К сожалению, в этих словах можно видеть именно только проявление безотчетного инстинкта истины. Если бы это была серьезная и сознательная мысль автора, то ему пришлось бы отречься от всего содержания и даже от самых мотивов его труда. Если в самом деле культурно-исторические типы суть живые и деятельные (а следовательно, в некоторой степени и сознательные) органы человечества как единого духовно-физического организма, то понятия «общечеловеческого» и «всечеловеческого» получают, по отношению к частным группам, такое положительное и существенное значение, которое прямо противоречит основному воззрению Данилевского на коренную самостоятельность и необходимое обособление культурно-исторических типов. Тогда уже нужно бросить и то практическое заключение, что будто бы интересы человечества для нас не существуют и не должны существовать и будто бы никаких обязанностей к нему мы иметь не можем. Придется, напротив, принять совершенно иное заключение: если всякая частная группа, национальная или племенная, есть лишь орган (орудие) человечества, то наши обязанности к народу или племени, т. е. к орудию, существенно обусловлены высшими обязанностями по отношению к тому, для чего это орудие должно служить. Мы обязаны подчиняться народу лишь под тем условием, чтобы он сам подчинялся высшим интересам целого человечества. Стоит только в «систему» культурно-исторических типов серьезно подставить понятие о «живых и деятельных органах человечества», и уже одним этим определением вполне опровергается партикуляризм нашего автора, и вместо всякой критики ему достаточно было бы напомнить старую римскую басню о членах тела, пожелавших жить только для себя.

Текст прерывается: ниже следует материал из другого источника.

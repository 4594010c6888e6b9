//! Error types for the pdf2txt library.
//!
//! Two distinct error types reflect two distinct failure modes:
//!
//! * [`Pdf2TxtError`]: **Fatal**, the job cannot start or cannot continue
//!   (bad input file, wrong password, output directory not writable, a write
//!   to an output file failed). Returned as `Err(Pdf2TxtError)` from the
//!   top-level `convert*` functions.
//!
//! * [`PageError`]: **Non-fatal**, a single page's content could not be
//!   extracted. The page contributes an empty fragment set, the job goes on,
//!   and the error is recorded in [`crate::output::JobReport::skipped`].

use std::path::PathBuf;
use thiserror::Error;

/// All fatal errors returned by the pdf2txt library.
///
/// Page-level failures use [`PageError`] and are collected in the
/// [`crate::output::JobReport`] rather than propagated here.
#[derive(Debug, Error)]
pub enum Pdf2TxtError {
    // ── Input errors ──────────────────────────────────────────────────────
    /// Input file was not found at the given path.
    #[error("PDF file not found: '{path}'\nCheck the path exists and is readable.")]
    FileNotFound { path: PathBuf },

    /// Process does not have read permission on the file.
    #[error("Permission denied reading '{path}'\nTry: chmod +r {path:?}")]
    PermissionDenied { path: PathBuf },

    /// The file exists and was read, but is not a PDF.
    #[error("File is not a valid PDF: '{path}'\nFirst bytes: {magic:?}")]
    NotAPdf { path: PathBuf, magic: [u8; 4] },

    // ── PDF errors ────────────────────────────────────────────────────────
    /// PDF header/trailer/xref is corrupt and cannot be parsed.
    #[error("PDF '{path}' is corrupt: {detail}")]
    CorruptPdf { path: PathBuf, detail: String },

    /// PDF requires a password but none was provided.
    #[error("PDF '{path}' is encrypted and requires a password.\nProvide it with --password <PASSWORD>.")]
    PasswordRequired { path: PathBuf },

    /// A password was provided but it is wrong.
    #[error("Wrong password for PDF '{path}'")]
    WrongPassword { path: PathBuf },

    // ── Output errors ─────────────────────────────────────────────────────
    /// The output directory could not be created, or an output file could
    /// not be opened inside it. Reported before the job starts.
    #[error("Output directory '{path}' is not writable: {source}")]
    OutputDirNotWritable {
        path: PathBuf,
        #[source]
        source: std::io::Error,
    },

    /// Writing to an already-open output file failed mid-job.
    ///
    /// Files written up to that point are left on disk.
    #[error("Failed to write output file '{path}': {source}")]
    OutputWriteFailed {
        path: PathBuf,
        #[source]
        source: std::io::Error,
    },

    // ── Config errors ─────────────────────────────────────────────────────
    /// Builder validation failed, or a required path was left unset.
    #[error("Invalid configuration: {0}")]
    InvalidConfig(String),

    // ── Pdfium binding errors ─────────────────────────────────────────────
    /// Could not bind to a pdfium library.
    #[error(
        "Failed to bind to pdfium library: {0}\n\n\
You can:\n\
  • Install libpdfium system-wide.\n\
  • Place libpdfium next to the working directory.\n\
  • Set PDFIUM_LIB_PATH=/path/to/libpdfium (file or directory).\n"
    )]
    PdfiumBindingFailed(String),

    // ── Catch-all ─────────────────────────────────────────────────────────
    /// Unexpected internal error.
    #[error("Internal error: {0}")]
    Internal(String),
}

impl Pdf2TxtError {
    /// True for errors raised before any output file was opened.
    ///
    /// These are the "configuration errors" of the job: the caller can fix
    /// the input or output path and try again with nothing to clean up.
    pub fn is_configuration_error(&self) -> bool {
        !matches!(
            self,
            Pdf2TxtError::OutputWriteFailed { .. } | Pdf2TxtError::Internal(_)
        )
    }
}

/// A non-fatal error for a single page.
///
/// The page is skipped (it contributes only its separators) and the job
/// continues.
#[derive(Debug, Clone, PartialEq, Error, serde::Serialize, serde::Deserialize)]
pub enum PageError {
    /// The page object could not be loaded from the document.
    #[error("Page {page}: failed to load page: {detail}")]
    LoadFailed { page: usize, detail: String },

    /// The page loaded but its text layer could not be read.
    #[error("Page {page}: text extraction failed: {detail}")]
    ExtractionFailed { page: usize, detail: String },
}

impl PageError {
    /// 1-indexed page number the error refers to.
    pub fn page(&self) -> usize {
        match self {
            PageError::LoadFailed { page, .. } | PageError::ExtractionFailed { page, .. } => *page,
        }
    }
}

IXЕсли бы национализм, возведенный в систему нашим автором, противоречил только основной христианской и гуманитарной идее (единого человечества), то это опровергало бы его лишь в глазах людей с искренними христианскими убеждениями или же особенно чутких к высшим нравственным требованиям. Но теория «России и Европы» несовместима не только с христианскою идеей, но и с самим историческим фактом христианства как религии универсальной, всемирно-исторической, которую никак нельзя приспособить к какому-нибудь особому культурному типу. За исключением (и то неполным) нескольких народов, преимущественно относящихся к «уединенным» типам, христианство охватило собою все главные (преемственные) культурно-исторические типы, различаемые нашим автором. Рожденное в еврействе, оно проникло весь Египет и всю Сирию, часть Аравии и Персии, покорило Грецию и Рим и, наконец, сделалось высшим образовательным началом двух (по Данилевскому) новых культурных типов: романо-германского и славянского. На какой отдаленный план перед этим универсальным фактом, даже с чисто исторической точки зрения, должны отступить все частные этнографические и лингвистические деления! Даже и явившиеся позднее вероисповедные различия нисколько не приближают действительную историю христианства к искусственному антиисторическому воззрению Данилевского. Ибо при этом воззрении совершенно непонятно, почему один культурно-исторический тип (романо-германский) выработал два столь различных между собою вероисповедания, как католическое и протестантское, также почему славянский тип, вместо того чтобы на своей самобытной почве возрастить особую исповедную форму, принял ее целиком из чужого культурно-исторического типа – греческого.
Кроме христианства, в непримиримом противоречии с воззрениями «России и Европы» находится, как мы видели, и историческое явление двух других универсальных, точнее, международных или сверхнародных религий – буддизма и мусульманства, а также и еврейской религии, которая, несмотря на свой национальный характер, передала, однако, свои существенные начала чужим мирам христианства и ислама.